2. His scriptural study ‘from the inside’, from within. He writes as a believing Jew, with his mind in his heart (as in Eastern Orthodoxy!). He does not defend this or that theory, or engage with any ‘documentary hypothesis’ of four (or dozens of) sources; he reads texts ‘in their literary wholeness’ (as Richard Hays has expressed it recently). He writes with a sense of Scripture, not about texts or history somewhere else ‘out there’; rather, he inhabits the text he is studying. He practices Cranmer’s prayer to ‘read, mark, learn and inwardly digest’.
The Torah is not just a book to read; it is a book to live by (229).
He exemplifies the fundamental Jewish commitment to study. His introduction to the new Jewish (Koren Sacks) Siddur (Prayer Book) powerfully demonstrates Judaism’s indivisible unity of study and prayer.
The history of Judaism is a story of the love of a people for the Book of Boοks, the Torah…In prayer we speak to God. Through Torah, God speaks to us. Praying we speak, studying we listen…For Judaism, theology becomes real when it becomes prayer. We do not talk about God, we talk to God.
There is no artificial split between theology and spirituality.

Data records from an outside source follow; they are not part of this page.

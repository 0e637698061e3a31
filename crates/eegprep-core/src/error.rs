//! Error handling for the EEG preparation pipeline
//!
//! Every failure class maps to the smallest unit it can be isolated to
//! (file, chunk, or window); no variant is meant to abort a multi-subject
//! run.

use std::fmt;
use std::io;

/// Result type alias for pipeline operations
pub type EegResult<T> = Result<T, EegError>;

/// Error type covering every stage of the preparation pipeline
#[derive(Debug)]
#[non_exhaustive]
pub enum EegError {
    /// A source file could not be opened or parsed
    UnreadableSource {
        /// Path or identifier of the offending source
        path: String,
        /// Description of what went wrong
        reason: String,
    },

    /// Recording has fewer channels than the canonical count
    ChannelCountBelowCanonical {
        /// Channels found in the recording
        found: usize,
        /// Canonical channel count required of every window
        canonical: usize,
    },

    /// An array does not have the shape its consumer expects
    ShapeMismatch {
        /// Description of the expected vs. actual shape
        reason: String,
    },

    /// Invalid pipeline configuration
    InvalidConfig {
        /// Description of the configuration error
        message: String,
    },

    /// Signal data inconsistent with its declared metadata
    InvalidSignalData {
        /// Description of the inconsistency
        reason: String,
    },

    /// Underlying I/O failure
    Io(io::Error),
}

impl fmt::Display for EegError {
    fn fmt(&self, f: &mut fmt::Formatter<'_>) -> fmt::Result {
        match self {
            EegError::UnreadableSource { path, reason } => {
                write!(f, "Unreadable source '{}': {}", path, reason)
            }
            EegError::ChannelCountBelowCanonical { found, canonical } => {
                write!(
                    f,
                    "Channel count {} below canonical {}",
                    found, canonical
                )
            }
            EegError::ShapeMismatch { reason } => {
                write!(f, "Shape mismatch: {}", reason)
            }
            EegError::InvalidConfig { message } => {
                write!(f, "Invalid configuration: {}", message)
            }
            EegError::InvalidSignalData { reason } => {
                write!(f, "Invalid signal data: {}", reason)
            }
            EegError::Io(e) => write!(f, "I/O error: {}", e),
        }
    }
}

impl std::error::Error for EegError {
    fn source(&self) -> Option<&(dyn std::error::Error + 'static)> {
        match self {
            EegError::Io(e) => Some(e),
            _ => None,
        }
    }
}

impl From<io::Error> for EegError {
    fn from(e: io::Error) -> Self {
        EegError::Io(e)
    }
}

#[cfg(test)]
mod tests {
    use super::*;

    #[test]
    fn test_error_display() {
        let error = EegError::ChannelCountBelowCanonical {
            found: 18,
            canonical: 23,
        };
        let display = format!("{}", error);
        assert!(display.contains("18"));
        assert!(display.contains("23"));
    }

    #[test]
    fn test_shape_mismatch_display() {
        let error = EegError::ShapeMismatch {
            reason: "expected 230 values, got 229".to_string(),
        };
        let display = format!("{}", error);
        assert!(display.contains("229"));
        assert!(display.contains("230"));
    }

    #[test]
    fn test_io_source() {
        use std::error::Error;
        let error = EegError::from(io::Error::new(io::ErrorKind::NotFound, "gone"));
        assert!(error.source().is_some());
    }
}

3. His meticulous examination of the text. The text cries out, “Expound me!” as the rabbis said (338). So words not only have meaning, but multiple meanings; brevity and delicacy in one place is balanced by ambiguity and complexity elsewhere. Excavation always yields fresh finds, whether at the personal or the universal and moral level, for ‘multiple ambiguities are not accidental, but integral to the text’ (156, 280). The meaning of passages ‘does not lie on the surface of the text, but discloses itself only to those who listen to what is going on beneath the worlds’ (209–210).
4. The unbroken line of rabbinic tradition of what we could call ‘Rabbinic scriptural reasoning’, the single story of interpretation, by contrast with the divided and hardened competing histories of interpretation in Eastern Orthodoxy, Western Catholicism and Western Reformation Christianity. Unlike a former generation’s mockery of endless conflicting rabbinic authorities, there is deep respect for the prayer and thought of generations of ’the wise’. In a Christian context, this would be the approach of a Christopher Seitz, Brevard Childs, Ephraim Radner or Hans Boersma, of Ressourcement—returning to the original sources and foundations with a grasp of the full tradition.
5. Study of the biblical text turns into personal testimony. He describes most movingly, for instance, ‘walking into the presence of God’.
[W]hen we are alone, afraid, vulnerable, close to despair …we can find our lives flooded by the radiance of the divine. Suddenly, with a certainty that is unmistakable, we know that we are not alone … Jacob, in flight, trips and falls—and finds he has fallen into the waiting arms of God. No one who has had this experience ever forgets it (183).
This is perhaps the most moving element. He is reading the same texts that are our inheritance, but that so many Christians now ignore, dismiss or arrogantly discard—to our loss, in such precision and breadth that his expositions never fail to be life-breathing.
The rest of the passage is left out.